# Ant control, fipronil, carbyril, pyrethrins?



## FordGuy (Jul 10, 2005)

Over and Out, Sevin, and Ortho brands all have different active ingredients, which one is the best? I also wonder which one is least likely to be takin up by bees if broadcast in granular form near the hives?


----------



## TwT (Aug 5, 2004)

I haven't had any luck with all those you poasted , I use Triazicide from home depot of lowes, you mix it in a 2 gallon sprayer and it has worked fine for me, you just need to spray the supports holding your hive, like blocks in my case, 

http://www.lowes.com/lowes/lkn?action=productDetail&productId=201143-316-201143&lpage=none


----------



## TX Ashurst (May 31, 2005)

*< fipronil, carbyril, pyrethrins?* >

Over and Out works great for fireants and lasts for a full year, but I haven't seen that it does much against other species of ants. It takes at least 2 weeks before you see any results, so it is tempting to use something else. But patience pays off. I don't think the bees bother it.
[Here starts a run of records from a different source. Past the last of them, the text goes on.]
// Video-host URL recognition and title cleanup.
//
// Feed posts link to videos in three shapes: the canonical watch URL, the
// short-link form, and the embed form. Anything else is not playable and gets
// dropped by the parser.

const VIDEO_ID_LEN: usize = 11;

/// True when the URL points at a recognized video host.
pub fn is_video_url(url: &str) -> bool {
    let lower = url.to_ascii_lowercase();
    lower.contains("youtube.com/watch")
        || lower.contains("youtu.be/")
        || lower.contains("youtube.com/embed")
        || lower.contains("youtube.com/shorts")
}

/// Extract the stable 11-character video id from a watch/short/embed URL.
/// Returns None when no well-formed id can be found.
pub fn extract_video_id(url: &str) -> Option<String> {
    let candidate = if let Some(rest) = url.split("watch?").nth(1) {
        // v= can appear anywhere in the query string
        rest.split('&').find_map(|kv| kv.strip_prefix("v="))?
    } else if let Some(rest) = after_host_path(url, "youtu.be/") {
        rest
    } else if let Some(rest) = after_host_path(url, "/embed/") {
        rest
    } else if let Some(rest) = after_host_path(url, "/shorts/") {
        rest
    } else {
        return None;
    };

    let id: String = candidate
        .chars()
        .take_while(|c| c.is_ascii_alphanumeric() || *c == '-' || *c == '_')
        .collect();
    if id.len() == VIDEO_ID_LEN {
        Some(id)
    } else {
        None
    }
}

fn after_host_path<'a>(url: &'a str, marker: &str) -> Option<&'a str> {
    url.find(marker).map(|i| &url[i + marker.len()..])
}

/// Canonical watch URL for a video id.
pub fn watch_url(video_id: &str) -> String {
    format!("https://www.youtube.com/watch?v={}", video_id)
}

/// Medium-quality thumbnail for a video id.
pub fn thumbnail_url(video_id: &str) -> String {
    format!("https://img.youtube.com/vi/{}/mqdefault.jpg", video_id)
}

/// Best-effort split of a post title into `(title, artist)`.
///
/// Strips square-bracket tags ("[FRESH]", "[Official Video]"), then splits
/// once on " - ". Without a separator the whole string is the title and the
/// artist is unknown.
pub fn clean_title(raw: &str) -> (String, Option<String>) {
    let stripped = strip_bracket_tags(raw);
    let cleaned = collapse_whitespace(&stripped);

    match cleaned.split_once(" - ") {
        Some((artist, title)) if !artist.trim().is_empty() && !title.trim().is_empty() => {
            (title.trim().to_string(), Some(artist.trim().to_string()))
        }
        _ => (cleaned.trim().to_string(), None),
    }
}

fn strip_bracket_tags(s: &str) -> String {
    let mut out = String::with_capacity(s.len());
    let mut depth = 0usize;
    for c in s.chars() {
        match c {
            '[' => depth += 1,
            ']' => depth = depth.saturating_sub(1),
            _ if depth == 0 => out.push(c),
            _ => {}
        }
    }
    out
}

fn collapse_whitespace(s: &str) -> String {
    s.split_whitespace().collect::<Vec<_>>().join(" ")
}
// Serde models for the feed API wire format.

use serde::{Deserialize, Serialize};

// ── Topic listing ──

/// Top-level response of `/{topic}/{sort}.json`.
#[derive(Debug, Clone, Serialize, Deserialize)]
pub struct FeedListing {
    pub data: FeedListingData,
}

#[derive(Debug, Clone, Serialize, Deserialize)]
pub struct FeedListingData {
    pub children: Vec<FeedChild>,
    /// Opaque pagination cursor; null when the feed is exhausted.
    pub after: Option<String>,
    #[serde(default)]
    pub before: Option<String>,
}

#[derive(Debug, Clone, Serialize, Deserialize)]
pub struct FeedChild {
    pub data: FeedPost,
}

#[derive(Debug, Clone, Serialize, Deserialize)]
pub struct FeedPost {
    pub id: String,
    pub title: String,
    pub url: String,
    pub permalink: String,
    pub author: String,
    #[serde(default)]
    pub score: i64,
    pub created_utc: f64,
    #[serde(default)]
    pub num_comments: u64,
}

// ── Comments listing ──
//
// The comments endpoint returns a two-element array: the post wrapper and the
// comments wrapper. Comment nodes are `t1`-kind children; `replies` is either
// a nested listing or, in the upstream's quirky way, the empty string.

#[derive(Debug, Clone, Serialize, Deserialize)]
pub struct CommentListing {
    pub data: CommentListingData,
}

#[derive(Debug, Clone, Serialize, Deserialize)]
pub struct CommentListingData {
    pub children: Vec<CommentChild>,
}

#[derive(Debug, Clone, Serialize, Deserialize)]
pub struct CommentChild {
    pub kind: String,
    pub data: CommentData,
}

#[derive(Debug, Clone, Serialize, Deserialize)]
pub struct CommentData {
    #[serde(default)]
    pub id: String,
    #[serde(default)]
    pub author: String,
    #[serde(default)]
    pub body: Option<String>,
    #[serde(default)]
    pub selftext: Option<String>,
    #[serde(default)]
    pub score: i64,
    #[serde(default)]
    pub created_utc: f64,
    #[serde(default)]
    pub replies: Replies,
}

/// `replies` comes back as `""` (or null) when a comment has none.
#[derive(Debug, Clone, Serialize, Deserialize)]
#[serde(untagged)]
pub enum Replies {
    Listing(Box<CommentListing>),
    Empty(String),
    None,
}

impl Default for Replies {
    fn default() -> Self {
        Replies::None
    }
}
Pyrethrins are very fast acting, but short-lived. They are best for knockdown of things like wasps, not for long-term control of ants.

Carbaryl has been around for a long time, but I hate having that strong of a chem. near my hives, home, lawn, or me.

Personally, I like simple baits. A small amount of Boric acid (incl. Borax) missed into some sweetener (like thinned jam, or unthinned fruit juice) for sugar-liking ants, or the same mixed into some mashed drone larva (I usually do this when checking for Varroa) thinned with water for the meat-eating ants. I put a dollop of bait on a jar lid or some other small, flat container and leave it open in a shady, cool place away from the hives. For use near bees You can drill some 1/8" holes in a small plastic container or foil dish and put it under the hive where it won't get rained away too quickly and bees are unlikely to forage. The sweet bait works for a week or so, but the meat one is only good for about a day. Either way, it seems to do a number on the ants as they pack it back to their colony and feed it to queen/larvae/other ants before they get sick.


----------



## Jack21222 (May 29, 2007)

Fipronil works wonders for termites and fleas, and in very large quantities works for ants... But I'm not so sure about little ant stations. The most effective ant baits I've seen had some form of boric acid. 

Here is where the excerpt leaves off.